Department of Biochemistry and Molecular Biology, The Pennsylvania State University, University Park, PA, United States of America.
Department of Biology, Boston College, Chestnut Hill, MA, United States of America.
PLoS Genet. 2021 Apr 5;17(4):e1009112. doi: 10.1371/journal.pgen.1009112. eCollection 2021 Apr.
We previously identified a deletion on chromosome 16p12.1 that is mostly inherited and associated with multiple neurodevelopmental outcomes, where severely affected probands carried an excess of rare pathogenic variants compared to mildly affected carrier parents. We hypothesized that the 16p12.1 deletion sensitizes the genome for disease, while "second-hits" in the genetic background modulate the phenotypic trajectory. To test this model, we examined how neurodevelopmental defects conferred by knockdown of individual 16p12.1 homologs are modulated by simultaneous knockdown of homologs of "second-hit" genes in Drosophila melanogaster and Xenopus laevis. We observed that knockdown of 16p12.1 homologs affect multiple phenotypic domains, leading to delayed developmental timing, seizure susceptibility, brain alterations, abnormal dendrite and axonal morphology, and cellular proliferation defects. Compared to genes within the 16p11.2 deletion, which has higher de novo occurrence, 16p12.1 homologs were less likely to interact with each other in Drosophila models or a human brain-specific interaction network, suggesting that interactions with "second-hit" genes may confer higher impact towards neurodevelopmental phenotypes. Assessment of 212 pairwise interactions in Drosophila between 16p12.1 homologs and 76 homologs of patient-specific "second-hit" genes (such as ARID1B and CACNA1A), genes within neurodevelopmental pathways (such as PTEN and UBE3A), and transcriptomic targets (such as DSCAM and TRRAP) identified genetic interactions in 63% of the tested pairs. In 11 out of 15 families, patient-specific "second-hits" enhanced or suppressed the phenotypic effects of one or many 16p12.1 homologs in 32/96 pairwise combinations tested. In fact, homologs of SETD5 synergistically interacted with homologs of MOSMO in both Drosophila and X. laevis, leading to modified cellular and brain phenotypes, as well as axon outgrowth defects that were not observed with knockdown of either individual homolog. Our results suggest that several 16p12.1 genes sensitize the genome towards neurodevelopmental defects, and complex interactions with "second-hit" genes determine the ultimate phenotypic manifestation.

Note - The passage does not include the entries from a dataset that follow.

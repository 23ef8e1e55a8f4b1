/**
 * Wire types for the DodoCaptcha protocol.
 *
 * These structures mirror the JSON format expected by the DodoCaptcha
 * backend, matching the TypeScript client's message shape 1:1:
 * ```json
 * { "type": "captcha.challenge", "params": "<div>...</div>" }
 * ```
 *
 * `type` is one of a closed set of six kinds; `params` is an optional
 * opaque string whose meaning depends on the kind. Decoding a payload with
 * an unknown `type` is a hard error — serde rejects unknown enum variants,
 * so no coercion into a known state is possible.
 */
use serde::{Deserialize, Serialize};

use crate::error::ClientError;

// ---------------------------------------------------------------------------
// MessageType — the closed enumeration of wire kinds
// ---------------------------------------------------------------------------

/**
 * The six message kinds of the DodoCaptcha protocol.
 *
 * Direction is a convention, not an enforcement: the codec decodes any of
 * the six, and the endpoint simply has no transition for the two
 * client-emitted kinds when they arrive inbound.
 */
#[derive(Clone, Copy, Debug, PartialEq, Eq, Serialize, Deserialize)]
pub enum MessageType {
    /// Client → server: request a (new) challenge.
    #[serde(rename = "captcha.get.challenge")]
    GetChallenge,

    /// Server → client: a challenge was issued; `params` carries its
    /// opaque markup representation.
    #[serde(rename = "captcha.challenge")]
    Challenge,

    /// Server → client: the current challenge expired; `params` carries
    /// the superseded representation (with expiry information).
    #[serde(rename = "captcha.expired")]
    Expired,

    /// Client → server: submit a solution; `params` carries the code.
    #[serde(rename = "captcha.check.result")]
    CheckResult,

    /// Server → client: the solution was correct; `params` carries the
    /// issued verification token.
    #[serde(rename = "captcha.verified")]
    Verified,

    /// Server → client: the solution was incorrect.
    #[serde(rename = "captcha.not.verified")]
    NotVerified,
}

// ---------------------------------------------------------------------------
// CaptchaMessage — the wire envelope
// ---------------------------------------------------------------------------

/**
 * A single protocol message. Immutable once constructed.
 *
 * `params` is omitted from the serialized form when absent, matching the
 * TypeScript client (`params?: string`).
 */
#[derive(Clone, Debug, PartialEq, Eq, Serialize, Deserialize)]
pub struct CaptchaMessage {
    /// The message kind.
    #[serde(rename = "type")]
    pub kind: MessageType,

    /// Optional opaque payload; meaning determined by `kind`.
    #[serde(skip_serializing_if = "Option::is_none", default)]
    pub params: Option<String>,
}

impl CaptchaMessage {
    /**
     * Creates a message with no parameters.
     */
    pub fn new(kind: MessageType) -> Self {
        Self { kind, params: None }
    }

    /**
     * Creates a message carrying a parameter string.
     */
    pub fn with_params(kind: MessageType, params: impl Into<String>) -> Self {
        Self {
            kind,
            params: Some(params.into()),
        }
    }

    /**
     * The `captcha.get.challenge` request — sent on open (when configured)
     * and automatically after a rejected verification.
     */
    pub fn request_challenge() -> Self {
        Self::new(MessageType::GetChallenge)
    }

    /**
     * The `captcha.check.result` request carrying a solution code.
     */
    pub fn check_result(code: impl Into<String>) -> Self {
        Self::with_params(MessageType::CheckResult, code)
    }

    /**
     * Decodes a message from its JSON wire form.
     *
     * Fails with `ClientError::Decode` if the payload is not valid JSON,
     * is missing the `type` field, or carries an unknown kind.
     */
    pub fn decode(raw: &str) -> Result<Self, ClientError> {
        serde_json::from_str(raw).map_err(ClientError::Decode)
    }

    /**
     * Encodes the message into its JSON wire form.
     */
    pub fn encode(&self) -> Result<String, ClientError> {
        serde_json::to_string(self).map_err(ClientError::Encode)
    }
}
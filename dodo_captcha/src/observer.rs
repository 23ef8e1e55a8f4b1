/**
 * Change-notification registry for the captcha state.
 *
 * Decouples "the state changed" from "who cares": the registry holds an
 * ordered list of observer callbacks and fans out `(html, token)`
 * snapshots to all of them on demand. It knows nothing about the protocol.
 *
 * Observers are compared by reference identity (`Rc::ptr_eq`) — two
 * structurally identical closures are distinct registrations. The same
 * `Rc` may be attached twice and will then be invoked twice per
 * notification.
 */
use std::cell::RefCell;
use std::rc::Rc;

/**
 * An observer callback. Receives the current challenge markup and the
 * current verification token, either of which may be absent.
 */
pub type Observer = Rc<dyn Fn(Option<&str>, Option<&str>)>;

/**
 * Ordered registry of observers, fan-out on `notify`.
 *
 * The list lives behind a `RefCell` so a callback running inside `notify`
 * may attach or detach (including detaching itself) without violating
 * borrow rules.
 */
#[derive(Default)]
pub struct CaptchaObserver {
    observers: RefCell<Vec<Observer>>,
}

impl CaptchaObserver {
    /**
     * Creates an empty registry.
     */
    pub fn new() -> Self {
        Self::default()
    }

    /**
     * Appends an observer. No replay of the current state occurs — the
     * observer only sees changes from the next `notify` on.
     */
    pub fn attach(&self, observer: Observer) {
        self.observers.borrow_mut().push(observer);
    }

    /**
     * Removes every registration that is reference-equal to `observer`.
     * A no-op if it was never attached.
     */
    pub fn detach(&self, observer: &Observer) {
        self.observers
            .borrow_mut()
            .retain(|registered| !Rc::ptr_eq(registered, observer));
    }

    /**
     * Invokes every currently-registered observer, in attachment order,
     * with the given snapshot.
     *
     * The list is snapshotted before delivery starts: an observer that
     * mutates the registry mid-notify does not affect who receives this
     * call, only subsequent ones.
     *
     * Observers are not isolated from each other — a panicking observer
     * propagates and aborts delivery to the observers after it.
     */
    pub fn notify(&self, html: Option<&str>, token: Option<&str>) {
        let snapshot: Vec<Observer> = self.observers.borrow().clone();

        for observer in snapshot {
            observer(html, token);
        }
    }
}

我们之前在 16p12.1 染色体上发现了一个主要遗传的缺失,该缺失与多种神经发育结果相关,其中严重受影响的先证者携带的罕见致病性变异比轻度受影响的携带者父母多。我们假设 16p12.1 缺失使基因组对疾病敏感,而遗传背景中的“二次打击”调节表型轨迹。为了验证该模型,我们在果蝇和非洲爪蟾中研究了 16p12.1 同源物的敲低如何调制单个神经发育缺陷,同时敲低“二次打击”基因的同源物。我们观察到,16p12.1 同源物的敲低影响多个表型领域,导致发育时间延迟、癫痫易感性、大脑改变、异常树突和轴突形态以及细胞增殖缺陷。与 16p11.2 缺失(其新生发生率更高)中的基因相比,16p12.1 同源物在果蝇模型或人脑特异性相互作用网络中彼此之间不太可能相互作用,这表明与“二次打击”基因的相互作用可能对神经发育表型产生更高的影响。在果蝇中,我们评估了 16p12.1 同源物与 76 个患者特异性“二次打击”基因(如 ARID1B 和 CACNA1A)、神经发育途径中的基因(如 PTEN 和 UBE3A)以及转录组靶标(如 DSCAM 和 TRRAP)之间的 212 对相互作用,在测试的 63%的对中发现了遗传相互作用。在 15 个家庭中的 11 个家庭中,患者特异性“二次打击”在 32/96 对测试组合中增强或抑制了一个或多个 16p12.1 同源物的表型效应。事实上,在果蝇和非洲爪蟾中,SETD5 的同源物与 MOSMO 的同源物协同相互作用,导致细胞和大脑表型发生改变,以及轴突生长缺陷,而单独敲低任何一个同源物都不会观察到这些表型。我们的结果表明,几个 16p12.1 基因使基因组对神经发育缺陷敏感,并且与“二次打击”基因的复杂相互作用决定了最终的表型表现。